#41767 - rize - Sun May 01, 2005 7:56 pm
I'm pretty sure I read that the ARM9 has a 16K Instruction and 16K data cache. What about the ARM7? I also thought I remembered reading that there is a L2 cache shared by the two, but maybe that's crazy talk. It's got 4MB of main memory right?
I checked the tech docs at bottledlight and didn't see the info in any obvious place.
Also, does anyone know anything about the prefetching hardware? Does it have any? Can the software (via the compiler optimization or via explicit compiler hints) suggest a prefetch?
How would it handle the fetching of a 1KB static sized array (say a look up table or buffer of fixed size)?

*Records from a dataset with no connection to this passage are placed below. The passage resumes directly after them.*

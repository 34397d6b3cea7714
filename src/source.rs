//! Point entity stream read from an OSM PBF extract.

use std::fs::File;
use std::io::BufReader;
use std::path::Path;

use anyhow::{Context, Result};
use osmpbfreader::{Node, OsmObj, OsmPbfReader, Tags};

/// A single OSM node with its tags and position
#[derive(Debug, Clone)]
pub struct PointEntity {
    pub id: u64,
    pub lat: f64,
    pub lon: f64,
    pub tags: Tags,
}

impl From<Node> for PointEntity {
    fn from(node: Node) -> Self {
        Self {
            id: node.id.0 as u64,
            lat: node.lat(),
            lon: node.lon(),
            tags: node.tags,
        }
    }
}

/// Reads nodes out of a PBF file, ignoring ways and relations
pub struct PbfPointSource {
    reader: OsmPbfReader<BufReader<File>>,
}

impl PbfPointSource {
    pub fn open<P: AsRef<Path>>(path: P) -> Result<Self> {
        let path = path.as_ref();
        let file = File::open(path)
            .with_context(|| format!("Failed to open PBF file {}", path.display()))?;
        Ok(Self {
            reader: OsmPbfReader::new(BufReader::new(file)),
        })
    }

    /// Lazily iterate over the nodes of the extract.
    ///
    /// Decode errors are yielded to the caller, not skipped.
    pub fn points(&mut self) -> impl Iterator<Item = Result<PointEntity>> + '_ {
        self.reader.iter().filter_map(|obj| match obj {
            Ok(OsmObj::Node(node)) => Some(Ok(PointEntity::from(node))),
            Ok(_) => None,
            Err(e) => Some(Err(anyhow::Error::new(e).context("Failed to decode PBF block"))),
        })
    }
}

#41774 - DekuTree64 - Sun May 01, 2005 9:01 pm
You can prefetch things into the cache with the pld insruction (same as ldr, but doesn't actually load, and always takes 1 cycle), but that only loads one cache line, which is 32 bytes. According to http://www.arm.com/pdfs/DDI0155A_946ES.pdf section 3.4, you can lock down portions of the cache to keep data there, which could be used to prefetch 32 bytes at a time and lock them. It seems to have some strange requirements though, like running the program from non-cachable memory. The protection unit controls which regions are cachable.
Anyway, it would be easier to just have a 'cache' area in DTCM to copy larger chunks of temporary data into.
_________________
___________
The best optimization is to do nothing at all.
Therefore a fully optimized program doesn't exist.
-Deku
#41801 - rize - Mon May 02, 2005 12:23 am
Thanks. Sounds complex (which isn't unexpected).
I'll bookmark this and try it if I'm having performance problems with this array.
I'd still like to know the size of all the caches and whether or not there is an L2 if anyone knows.
#41830 - DekuTree64 - Mon May 02, 2005 7:44 am
You can ask the ARM9 how big its caches and TCM are. Check the CP15 section of that doc.
Do be careful when using the cache though, it doesn't mix well with direct hardware access. Like, if you fiddle with some data, and then DMA it somewhere, it may still be in the cache. DMA only sees the 'real' memory, so it will copy the data from BEFORE you fiddled with it. To fix that, you need to flush the data out of the cache before doing a DMA on it.
And of course, enabling cache on VRAM or IO registers is pretty much asking for crazy problems with things not showing up :)
_________________
___________
The best optimization is to do nothing at all.
Therefore a fully optimized program doesn't exist.
-Deku
#41883 - mike260 - Mon May 02, 2005 7:38 pm
Has anyone tried putting the stack into DCTM?
#41898 - rize - Mon May 02, 2005 10:07 pm
Well, I at least wanted to be aware of the cache sizes even if I didn't try to do anything intentionally with them.